If you feel as though you may be ageing faster than your parents, you could be right. It’s possible your ‘healthy’ diet is not packed with as many vitamins and minerals which   decades ago occurred naturally in the food chain. The soils that grew the fruit and vegetables eaten by previous generations were more naturally fertile.

Sadly, today’s farming practices have stripped many essential minerals and other goodies from the earth. Consequently, the plants on your plate are devoid of some nutrients your body needs to function optimally and to stave off the ravages of ageing.

Certainly, today’s fresh produce looks great, blemish and pest-free, and comes in whopper sizes. However, the quest by supermarkets, farmers and chemical companies to tick those boxes has interfered with plants’ abilities to extract enough nutrients from the mediums in which they grow. That was the conclusion of Professor Donald Davis and his University of Texas research team, which compared data from 1950 and 1999 on 43 different fruits and vegetables.

“Efforts to breed new varieties of crops that provide greater yield, pest resistance and climate adaptability have allowed crops to grow bigger and more rapidly,” said Prof Davis.

“But their ability to manufacture or uptake nutrients has not kept pace with their rapid growth.”

He also told Scientific American that there have likely been declines in nutrients such as magnesium, among others.

So why is having adequate magnesium – 320mg a day for older women and 420mg for older men – essential to diets? Among the many reasons is that it wards off those diseases more likely to be associated with ageing – diabetes, high blood pressure and osteoporosis.

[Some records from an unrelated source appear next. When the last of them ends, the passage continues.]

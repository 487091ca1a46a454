//! Error types for mandatoryIf Core

use thiserror::Error;

/// Core error type
#[derive(Error, Debug)]
pub enum CoreError {
    #[error("Invalid record JSON: {0}")]
    InvalidJson(#[from] serde_json::Error),

    #[error("Invalid record YAML: {0}")]
    InvalidYaml(#[from] serde_yaml::Error),
}

pub type Result<T> = std::result::Result<T, CoreError>;
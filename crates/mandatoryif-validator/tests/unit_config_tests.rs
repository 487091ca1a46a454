//! Unit tests for ValidatorConfig file loading

use mandatoryif_validator::{
    Field, InstanceFieldsValidator, MandatoryIfValidator, ValidatorConfig, ValidatorError,
};
use std::io::Write;

#[test]
fn test_load_config_from_file() -> anyhow::Result<()> {
    let mut file = tempfile::NamedTempFile::new()?;
    writeln!(file, "directive: requiredIf")?;
    writeln!(file, "numeric_comparison: true")?;

    let config = ValidatorConfig::from_file(file.path())?;
    assert_eq!(config.directive, "requiredIf");
    assert!(config.numeric_comparison);

    let validator = MandatoryIfValidator::with_config(&config)?;
    let fields = vec![
        Field::new("Distance").with_value("9"),
        Field::new("Message").with_description("$requiredIf(Distance < 10)"),
    ];
    assert_eq!(validator.validate_instance_fields(&fields).len(), 1);

    Ok(())
}

#[test]
fn test_empty_directive_is_rejected() {
    let config = ValidatorConfig::new().with_directive("");

    let result = MandatoryIfValidator::with_config(&config);
    assert!(matches!(result, Err(ValidatorError::ConfigError(_))));
}

#[test]
fn test_default_config_ignores_enum_directive() -> anyhow::Result<()> {
    let validator = MandatoryIfValidator::with_config(&ValidatorConfig::default())?;
    let fields = vec![Field::new("User Type").with_description("$[Robot,User]")];

    assert!(validator.validate_instance_fields(&fields).is_empty());
    Ok(())
}

#[test]
fn test_load_missing_file() {
    let result = ValidatorConfig::from_file("/nonexistent/validator.yaml");
    assert!(matches!(result, Err(ValidatorError::IoError(_))));
}

#[test]
fn test_load_invalid_yaml() {
    let result = ValidatorConfig::from_yaml_str("numeric_comparison: [not, a, bool]");
    assert!(matches!(result, Err(ValidatorError::YamlError(_))));
}

#[test]
fn test_empty_yaml_uses_defaults() -> anyhow::Result<()> {
    let config = ValidatorConfig::from_yaml_str("{}")?;
    assert_eq!(config, ValidatorConfig::default());
    Ok(())
}
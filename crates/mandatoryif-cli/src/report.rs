//! Record checking and violation reports

use crate::config::CliConfig;
use mandatoryif_core::Record;
use mandatoryif_validator::{InstanceFieldsValidator, MandatoryIfValidator, ValidationError};
use serde::{Deserialize, Serialize};
use std::path::Path;

/// A violation as printed by the CLI
#[derive(Debug, Clone, PartialEq, Serialize, Deserialize)]
pub struct Violation {
    pub field: String,
    pub message: String,
}

impl From<&ValidationError> for Violation {
    fn from(error: &ValidationError) -> Self {
        Self {
            field: error.field().to_string(),
            message: error.to_string(),
        }
    }
}

/// Parse a record and validate it
///
/// `source` picks the format: `.yaml`/`.yml` paths are read as YAML,
/// everything else (including stdin) as JSON.
pub fn check_record(
    content: &str,
    source: Option<&Path>,
    config: &CliConfig,
) -> anyhow::Result<Vec<Violation>> {
    let is_yaml = source
        .and_then(|p| p.extension())
        .and_then(|ext| ext.to_str())
        .is_some_and(|ext| ext.eq_ignore_ascii_case("yaml") || ext.eq_ignore_ascii_case("yml"));

    let record = if is_yaml {
        Record::from_yaml(content)?
    } else {
        Record::from_json(content)?
    };

    let validator = MandatoryIfValidator::with_config(&config.validator)?;
    let errors = validator.validate_instance_fields(&record.fields);
    tracing::debug!(
        fields = record.fields.len(),
        violations = errors.len(),
        "Record validated"
    );

    Ok(errors.iter().map(Violation::from).collect())
}

#[cfg(test)]
mod tests {
    use super::*;

    const RECORD: &str = r#"{
        "fields": [
            {"name": "User Type", "description": "$[Robot,User]", "value": "User"},
            {"name": "Address", "description": "$mandatoryIf(User Type=User)"}
        ]
    }"#;

    #[test]
    fn test_check_json_record() {
        let violations = check_record(RECORD, None, &CliConfig::default()).unwrap();

        assert_eq!(
            violations,
            vec![Violation {
                field: "Address".to_string(),
                message: "Field 'Address' is required because 'User Type' = 'User'".to_string(),
            }]
        );
    }

    #[test]
    fn test_check_yaml_record() {
        let yaml = r#"
fields:
  - name: Address
    description: "$mandatoryIf"
"#;
        let violations =
            check_record(yaml, Some(Path::new("record.yml")), &CliConfig::default()).unwrap();

        assert_eq!(violations.len(), 1);
        assert_eq!(violations[0].message, "Field 'Address' is required");
    }

    #[test]
    fn test_check_invalid_record() {
        assert!(check_record("not json", None, &CliConfig::default()).is_err());
    }
}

Older Australians, alcoholics and those who already suffer from diabetes are most likely to be deficient in the mineral. Consuming enough magnesium can control inflammation in your body, protecting you against heart disease and arthritis. The nutrient is also understood to keep blood vessels from tightening, helping to reduce the incidence of migraines.

The foods listed here are believed to contain generous amounts of magnesium.

  • avocado, kale, Swiss chard and spinach
  • almonds, cashews, pecans and peanuts
  • seeds from pumpkins, sunflowers and flax
  • wholegrains, cooked oats and rice
  • chickpeas, black beans, kidney beans, lentils and soy products. 

Many people with a magnesium deficiency may not have symptoms. Others who are more sensitive can develop tremors, disturbed sleep, muscle cramps and fatigue. If you suffer from these conditions, despite eating a balanced diet that includes foods from the above list, you may wish to ask your doctor if they recommend a blood test to measure your magnesium levels.

If your levels are low, your doctor may suggest taking supplements or applying creams, which are available over the counter.

Have you ever had your magnesium levels tested? Do you need to supplement your diet with vitamins? Has taking mineral supplements helped to improve your health?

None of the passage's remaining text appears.